All data show variation; histograms help interpret this variation by making the patterns clear. They tell a visual story about a specific case in a way that a table of numbers (data points) cannot. Histograms can be used to identify and verify causes of problems. They can also be used to judge a solution, by checking whether it has removed the cause of the problem.
Step 1. From the raw numbers (the data), find the highest and lowest values. This is the range.
Step 2. Determine the number of bars to be used in the histogram. If too many bars are used, the pattern may become lost in the detail; if too few are used, the pattern may be lost within the bars. Table 9.13 is a guide for choosing an appropriate number of bars.
When to Use the Histogram
Number of Data Points | Number of Bars |
---|---|
< 50 | 5-7 |
50-100 | 6-10 |
101-250 | 7-12 |
>250 | 10-20 |
Step 3. Determine the width of each bar by dividing the range by the number of bars. Then, starting with the lowest value, determine the grouping of values to be contained or represented by each bar.
Step 4. Create a compilation table like Table 9.14 and fill in the boundaries for each grouping.
Step 5. Fill in the compilation table by counting the number of data points for each bar and calculating the total number of data points in each bar.

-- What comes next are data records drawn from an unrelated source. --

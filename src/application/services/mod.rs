// src/application/services/mod.rs
use std::sync::Arc;

use crate::{
    application::{
        commands::{
            categories::CategoryCommandService, comments::CommentCommandService,
            posts::PostCommandService,
        },
        ports::{time::Clock, util::SlugGenerator},
        queries::{
            categories::CategoryQueryService, comments::CommentQueryService,
            posts::PostQueryService,
        },
    },
    domain::{
        category::{CategoryReadRepository, CategoryWriteRepository},
        comment::{CommentReadRepository, CommentWriteRepository},
        post::{PostReadRepository, PostWriteRepository},
        slug::SlugResolver,
    },
};

/// One aggregate wiring every command and query service to its
/// repositories and to a per-collection slug resolver.
pub struct ApplicationServices {
    pub post_commands: Arc<PostCommandService>,
    pub category_commands: Arc<CategoryCommandService>,
    pub comment_commands: Arc<CommentCommandService>,
    pub post_queries: Arc<PostQueryService>,
    pub category_queries: Arc<CategoryQueryService>,
    pub comment_queries: Arc<CommentQueryService>,
}

impl ApplicationServices {
    #[allow(clippy::too_many_arguments)]
    pub fn new(
        post_write_repo: Arc<dyn PostWriteRepository>,
        post_read_repo: Arc<dyn PostReadRepository>,
        category_write_repo: Arc<dyn CategoryWriteRepository>,
        category_read_repo: Arc<dyn CategoryReadRepository>,
        comment_write_repo: Arc<dyn CommentWriteRepository>,
        comment_read_repo: Arc<dyn CommentReadRepository>,
        clock: Arc<dyn Clock>,
        slugger: Arc<dyn SlugGenerator>,
    ) -> Self {
        let post_slugs = Arc::new(SlugResolver::new(
            Arc::clone(&post_read_repo),
            Arc::clone(&slugger),
            "post",
        ));
        let category_slugs = Arc::new(SlugResolver::new(
            Arc::clone(&category_read_repo),
            Arc::clone(&slugger),
            "category",
        ));
        let comment_slugs = Arc::new(SlugResolver::new(
            Arc::clone(&comment_read_repo),
            Arc::clone(&slugger),
            "comment",
        ));

        let post_commands = Arc::new(PostCommandService::new(
            Arc::clone(&post_write_repo),
            Arc::clone(&post_read_repo),
            Arc::clone(&category_read_repo),
            post_slugs,
            Arc::clone(&clock),
        ));
        let category_commands = Arc::new(CategoryCommandService::new(
            Arc::clone(&category_write_repo),
            Arc::clone(&category_read_repo),
            category_slugs,
            Arc::clone(&clock),
        ));
        let comment_commands = Arc::new(CommentCommandService::new(
            Arc::clone(&comment_write_repo),
            Arc::clone(&comment_read_repo),
            Arc::clone(&post_read_repo),
            comment_slugs,
            Arc::clone(&clock),
        ));

        let post_queries = Arc::new(PostQueryService::new(Arc::clone(&post_read_repo)));
        let category_queries = Arc::new(CategoryQueryService::new(Arc::clone(&category_read_repo)));
        let comment_queries = Arc::new(CommentQueryService::new(
            Arc::clone(&comment_read_repo),
            Arc::clone(&post_read_repo),
        ));

        Self {
            post_commands,
            category_commands,
            comment_commands,
            post_queries,
            category_queries,
            comment_queries,
        }
    }
}
// src/application/commands/comments/create.rs
use super::service::CommentCommandService;
use crate::{
    application::{
        commands::SLUG_INSERT_ATTEMPTS,
        dto::{AuthenticatedUser, CommentDto},
        error::{ApplicationError, ApplicationResult},
    },
    domain::{
        comment::{CommentContent, CommentTitle, NewComment},
        errors::DomainError,
        slug::Slug,
    },
};

pub struct CreateCommentCommand {
    /// Slug of the post being commented on.
    pub post_slug: String,
    pub title: Option<String>,
    pub slug: Option<String>,
    pub content: String,
}

impl CommentCommandService {
    pub async fn create_comment(
        &self,
        actor: &AuthenticatedUser,
        command: CreateCommentCommand,
    ) -> ApplicationResult<CommentDto> {
        let content = CommentContent::new(command.content)?;
        let title = match command.title.filter(|t| !t.trim().is_empty()) {
            Some(raw) => CommentTitle::new(raw)?,
            None => CommentTitle::derive_from(&content),
        };
        let explicit_slug = command
            .slug
            .as_deref()
            .map(str::trim)
            .filter(|s| !s.is_empty());

        let post_slug = Slug::new(command.post_slug)?;
        let post = self
            .post_repo
            .find_by_slug(&post_slug)
            .await?
            .filter(|post| post.is_published())
            .ok_or_else(|| ApplicationError::not_found("no post found with the given slug"))?;

        let mut attempt = 1;
        loop {
            let slug = self
                .slug_resolver
                .resolve(title.as_str(), explicit_slug, None)
                .await?;

            let now = self.clock.now();
            let new_comment = NewComment {
                post_id: post.id,
                title: title.clone(),
                slug,
                content: content.clone(),
                author_id: actor.id,
                active: true,
                created_at: now,
                updated_at: now,
            };

            match self.write_repo.insert(new_comment).await {
                Ok(comment) => return Ok(comment.into()),
                Err(DomainError::SlugConflict(_))
                    if explicit_slug.is_none() && attempt < SLUG_INSERT_ATTEMPTS =>
                {
                    tracing::warn!(attempt, title = %title, "comment slug raced at commit, retrying");
                    attempt += 1;
                }
                Err(err) => return Err(err.into()),
            }
        }
    }
}
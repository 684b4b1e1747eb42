// src/application/ports/util.rs

/// Turns a human title into a URL-safe base slug. Output may be empty
/// when the input has no slugifiable characters.
pub trait SlugGenerator: Send + Sync {
    fn slugify(&self, input: &str) -> String;
}
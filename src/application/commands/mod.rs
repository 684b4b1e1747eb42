pub mod categories;
pub mod comments;
pub mod posts;

/// How many times a create path may re-resolve and re-insert after the
/// storage layer reports a slug collision that the pre-check missed
/// (two requests racing on the same title).
pub(crate) const SLUG_INSERT_ATTEMPTS: u32 = 3;
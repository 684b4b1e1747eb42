// src/application/commands/posts/update.rs
use super::service::PostCommandService;
use crate::{
    application::{
        dto::{AuthenticatedUser, PostDto},
        error::{ApplicationError, ApplicationResult},
    },
    domain::{
        category::CategoryId,
        post::{Post, PostContent, PostId, PostStatus, PostTitle, PostUpdate},
    },
};

pub struct UpdatePostCommand {
    pub id: i64,
    pub title: Option<String>,
    pub slug: Option<String>,
    pub content: Option<String>,
    pub status: Option<PostStatus>,
    /// `Some(None)` clears the category, `Some(Some(id))` reassigns it.
    pub category_id: Option<Option<i64>>,
    pub tags: Option<Vec<String>>,
}

impl PostCommandService {
    pub async fn update_post(
        &self,
        _actor: &AuthenticatedUser,
        command: UpdatePostCommand,
    ) -> ApplicationResult<PostDto> {
        let id = PostId::new(command.id)?;
        let mut post = self
            .read_repo
            .find_by_id(id)
            .await?
            .ok_or_else(|| ApplicationError::not_found("post not found"))?;

        let UpdatePostCommand {
            id: _,
            title,
            slug,
            content,
            status,
            category_id,
            tags,
        } = command;

        let mut update = PostUpdate::new(id, post.updated_at);

        let title_opt = title.map(PostTitle::new).transpose()?;
        let content_opt = content.map(PostContent::new).transpose()?;
        update = self
            .apply_content_updates(&mut post, title_opt, content_opt, slug.as_deref(), update)
            .await?;

        if let Some(status) = status {
            let now = self.clock.now();
            post.set_status(status, now);
            update = update.with_status(status);
            update.set_updated_at(post.updated_at);
        }

        if let Some(raw) = category_id {
            let category = match raw {
                Some(raw_id) => {
                    let cid = CategoryId::new(raw_id)?;
                    self.category_repo
                        .find_by_id(cid)
                        .await?
                        .ok_or_else(|| ApplicationError::not_found("category not found"))?;
                    Some(cid)
                }
                None => None,
            };
            update = update.with_category(category);
            update.set_updated_at(self.clock.now());
        }

        if let Some(tags) = tags {
            update = update.with_tags(tags);
        }

        let updated = self.write_repo.update(update).await?;
        Ok(updated.into())
    }

    async fn apply_content_updates(
        &self,
        post: &mut Post,
        title_opt: Option<PostTitle>,
        content_opt: Option<PostContent>,
        explicit_slug: Option<&str>,
        mut update: PostUpdate,
    ) -> ApplicationResult<PostUpdate> {
        let explicit_slug = explicit_slug.map(str::trim).filter(|s| !s.is_empty());
        let title_changed = title_opt
            .as_ref()
            .is_some_and(|t| t.as_str() != post.title.as_str());

        if title_opt.is_none() && content_opt.is_none() && explicit_slug.is_none() {
            return Ok(update);
        }

        let now = self.clock.now();
        if title_opt.is_some() || content_opt.is_some() {
            let new_title = title_opt.clone().unwrap_or_else(|| post.title.clone());
            let new_content = content_opt.unwrap_or_else(|| post.content.clone());
            post.set_content(new_title.clone(), new_content.clone(), now);
            update = update.with_title(new_title).with_content(new_content);
            update.set_updated_at(post.updated_at);
        }

        // An explicit slug wins; otherwise the slug follows the title,
        // and an unchanged title keeps the slug it already has.
        if explicit_slug.is_some() || title_changed {
            let slug = self
                .slug_resolver
                .resolve(post.title.as_str(), explicit_slug, Some(post.id.into()))
                .await?;
            post.set_slug(slug.clone(), now);
            update = update.with_slug(slug);
            update.set_updated_at(post.updated_at);
        }

        Ok(update)
    }
}
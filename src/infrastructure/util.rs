use crate::application::ports::util::SlugGenerator;
use slug::slugify;

#[derive(Default, Clone)]
pub struct DefaultSlugGenerator;

impl SlugGenerator for DefaultSlugGenerator {
    fn slugify(&self, input: &str) -> String {
        slugify(input)
    }
}
// tests/support/mocks/category_repo.rs
use async_trait::async_trait;
use std::sync::Mutex;
use std::sync::atomic::{AtomicI64, Ordering};

use kiji_core::domain::category::{
    Category, CategoryId, CategoryReadRepository, CategoryUpdate, CategoryWriteRepository,
    NewCategory,
};
use kiji_core::domain::errors::{DomainError, DomainResult};
use kiji_core::domain::slug::{Slug, SlugProbe};

#[derive(Default)]
pub struct InMemoryCategoryRepository {
    categories: Mutex<Vec<Category>>,
    next_id: AtomicI64,
}

impl InMemoryCategoryRepository {
    pub fn new() -> Self {
        Self {
            categories: Mutex::new(vec![]),
            next_id: AtomicI64::new(1),
        }
    }

    pub fn all(&self) -> Vec<Category> {
        self.categories.lock().expect("mutex poisoned").clone()
    }
}

#[async_trait]
impl CategoryWriteRepository for InMemoryCategoryRepository {
    async fn insert(&self, category: NewCategory) -> DomainResult<Category> {
        let mut categories = self.categories.lock().expect("mutex poisoned");
        if categories
            .iter()
            .any(|c| c.slug.as_str() == category.slug.as_str())
        {
            return Err(DomainError::SlugConflict(
                "category slug already exists".into(),
            ));
        }
        let id = CategoryId::new(self.next_id.fetch_add(1, Ordering::SeqCst))?;
        let stored = Category {
            id,
            title: category.title,
            slug: category.slug,
            created_at: category.created_at,
            updated_at: category.updated_at,
        };
        categories.push(stored.clone());
        Ok(stored)
    }

    async fn update(&self, update: CategoryUpdate) -> DomainResult<Category> {
        let mut categories = self.categories.lock().expect("mutex poisoned");
        let category = categories
            .iter_mut()
            .find(|c| c.id == update.id)
            .ok_or_else(|| DomainError::NotFound("category not found".into()))?;
        if let Some(title) = update.title {
            category.title = title;
        }
        if let Some(slug) = update.slug {
            category.slug = slug;
        }
        category.updated_at = update.updated_at;
        Ok(category.clone())
    }

    async fn delete(&self, id: CategoryId) -> DomainResult<()> {
        let mut categories = self.categories.lock().expect("mutex poisoned");
        let before = categories.len();
        categories.retain(|c| c.id != id);
        if categories.len() == before {
            return Err(DomainError::NotFound("category not found".into()));
        }
        Ok(())
    }
}

#[async_trait]
impl SlugProbe for InMemoryCategoryRepository {
    async fn slug_exists(&self, candidate: &Slug, exclude: Option<i64>) -> DomainResult<bool> {
        let categories = self.categories.lock().expect("mutex poisoned");
        Ok(categories.iter().any(|c| {
            c.slug.as_str() == candidate.as_str() && exclude != Some(i64::from(c.id))
        }))
    }
}

#[async_trait]
impl CategoryReadRepository for InMemoryCategoryRepository {
    async fn find_by_id(&self, id: CategoryId) -> DomainResult<Option<Category>> {
        let categories = self.categories.lock().expect("mutex poisoned");
        Ok(categories.iter().find(|c| c.id == id).cloned())
    }

    async fn find_by_slug(&self, slug: &Slug) -> DomainResult<Option<Category>> {
        let categories = self.categories.lock().expect("mutex poisoned");
        Ok(categories
            .iter()
            .find(|c| c.slug.as_str() == slug.as_str())
            .cloned())
    }

    async fn list(&self) -> DomainResult<Vec<Category>> {
        let mut categories = self.all();
        categories.sort_by(|a, b| a.title.as_str().cmp(b.title.as_str()));
        Ok(categories)
    }
}
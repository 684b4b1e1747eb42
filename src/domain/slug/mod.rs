pub mod service;

pub use service::{SlugProbe, SlugResolver};

use crate::domain::errors::{DomainError, DomainResult};
use std::fmt;

/// Unified slug policy: one length cap shared by posts, categories,
/// and comments.
pub const MAX_SLUG_LEN: usize = 100;

#[derive(Debug, Clone, PartialEq, Eq, Hash)]
pub struct Slug(String);

impl Slug {
    /// Normalizes (trim + lowercase) and validates a stored or
    /// client-supplied slug value.
    pub fn new(value: impl Into<String>) -> DomainResult<Self> {
        let value = value.into().trim().to_ascii_lowercase();
        if value.is_empty() {
            return Err(DomainError::Validation("slug cannot be empty".into()));
        }
        if value.len() > MAX_SLUG_LEN {
            return Err(DomainError::Validation(format!(
                "slug cannot exceed {MAX_SLUG_LEN} characters"
            )));
        }
        if !value
            .chars()
            .all(|c| c.is_ascii_lowercase() || c.is_ascii_digit() || c == '-')
        {
            return Err(DomainError::Validation(
                "slug may only contain lowercase letters, digits, and hyphens".into(),
            ));
        }
        if value.starts_with('-') || value.ends_with('-') {
            return Err(DomainError::Validation(
                "slug cannot start or end with a hyphen".into(),
            ));
        }
        Ok(Self(value))
    }

    pub fn as_str(&self) -> &str {
        &self.0
    }

    pub fn into_inner(self) -> String {
        self.0
    }
}

impl fmt::Display for Slug {
    fn fmt(&self, f: &mut fmt::Formatter<'_>) -> fmt::Result {
        f.write_str(&self.0)
    }
}

impl From<Slug> for String {
    fn from(value: Slug) -> Self {
        value.0
    }
}

/// Cuts an already-slugified base down to `max` bytes without leaving a
/// trailing hyphen. Slugified text is ASCII, so byte slicing is safe.
pub(crate) fn clip_base(base: &str, max: usize) -> &str {
    if base.len() <= max {
        base
    } else {
        base[..max].trim_end_matches('-')
    }
}
use crate::domain::errors::{DomainError, DomainResult};
use std::fmt;

pub const MAX_CATEGORY_TITLE_LEN: usize = 100;

#[derive(Debug, Clone, Copy, PartialEq, Eq, Hash)]
pub struct CategoryId(pub i64);

impl CategoryId {
    pub fn new(id: i64) -> DomainResult<Self> {
        if id <= 0 {
            Err(DomainError::Validation(
                "category id must be positive".into(),
            ))
        } else {
            Ok(Self(id))
        }
    }
}

impl From<CategoryId> for i64 {
    fn from(value: CategoryId) -> Self {
        value.0
    }
}

#[derive(Debug, Clone, PartialEq, Eq)]
pub struct CategoryTitle(String);

impl CategoryTitle {
    pub fn new(value: impl Into<String>) -> DomainResult<Self> {
        let value = value.into();
        if value.trim().is_empty() {
            return Err(DomainError::EmptyTitle);
        }
        if value.chars().count() > MAX_CATEGORY_TITLE_LEN {
            return Err(DomainError::Validation(format!(
                "title cannot exceed {MAX_CATEGORY_TITLE_LEN} characters"
            )));
        }
        Ok(Self(value))
    }

    pub fn as_str(&self) -> &str {
        &self.0
    }

    pub fn into_inner(self) -> String {
        self.0
    }
}

impl fmt::Display for CategoryTitle {
    fn fmt(&self, f: &mut fmt::Formatter<'_>) -> fmt::Result {
        f.write_str(&self.0)
    }
}
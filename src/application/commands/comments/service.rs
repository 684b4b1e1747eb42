// src/application/commands/comments/service.rs
use std::sync::Arc;

use crate::{
    application::ports::time::Clock,
    domain::{
        comment::{CommentReadRepository, CommentWriteRepository},
        post::PostReadRepository,
        slug::SlugResolver,
    },
};

pub struct CommentCommandService {
    pub(super) write_repo: Arc<dyn CommentWriteRepository>,
    pub(super) read_repo: Arc<dyn CommentReadRepository>,
    pub(super) post_repo: Arc<dyn PostReadRepository>,
    pub(super) slug_resolver: Arc<SlugResolver<dyn CommentReadRepository>>,
    pub(super) clock: Arc<dyn Clock>,
}

impl CommentCommandService {
    pub fn new(
        write_repo: Arc<dyn CommentWriteRepository>,
        read_repo: Arc<dyn CommentReadRepository>,
        post_repo: Arc<dyn PostReadRepository>,
        slug_resolver: Arc<SlugResolver<dyn CommentReadRepository>>,
        clock: Arc<dyn Clock>,
    ) -> Self {
        Self {
            write_repo,
            read_repo,
            post_repo,
            slug_resolver,
            clock,
        }
    }
}
pub mod database;
pub mod repositories;
pub mod telemetry;
pub mod time;
pub mod util;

Compilation Table for Constructing a Histogram
Bar | Boundaries | Tally | Total |
---|---|---|---|
1 | |||
2 | |||
3 | |||
4 | |||
5 |
Step 6. Draw the horizontal and vertical axes, and label them
Step 7. Draw in the bars to correspond with the totals from the frequency table
Step 8. Identify and classify the pattern of variation. The figure below presents the possible shapes and their interpretation.
Bell Shaped: The normal pattern
Double Peaked: Suggests two distributions
Skewed: Look for other processes in the tail Truncated: Look for reasons for sharp end of distribution or pattern
Ragged Plateau: No single clear process or pattern
Simple daily observations often do not tell enough about a process, and averages or ranges are not adequate summaries of the data. The potential pitfall of a histogram is not using one: it is a useful, necessary tool.
If variation is small, the histogram may not be sensitive enough to detect significant differences in variability or in the peaks of the distribution, especially if using a small-sample data set. There are advanced statistical tools that can be used in such situations.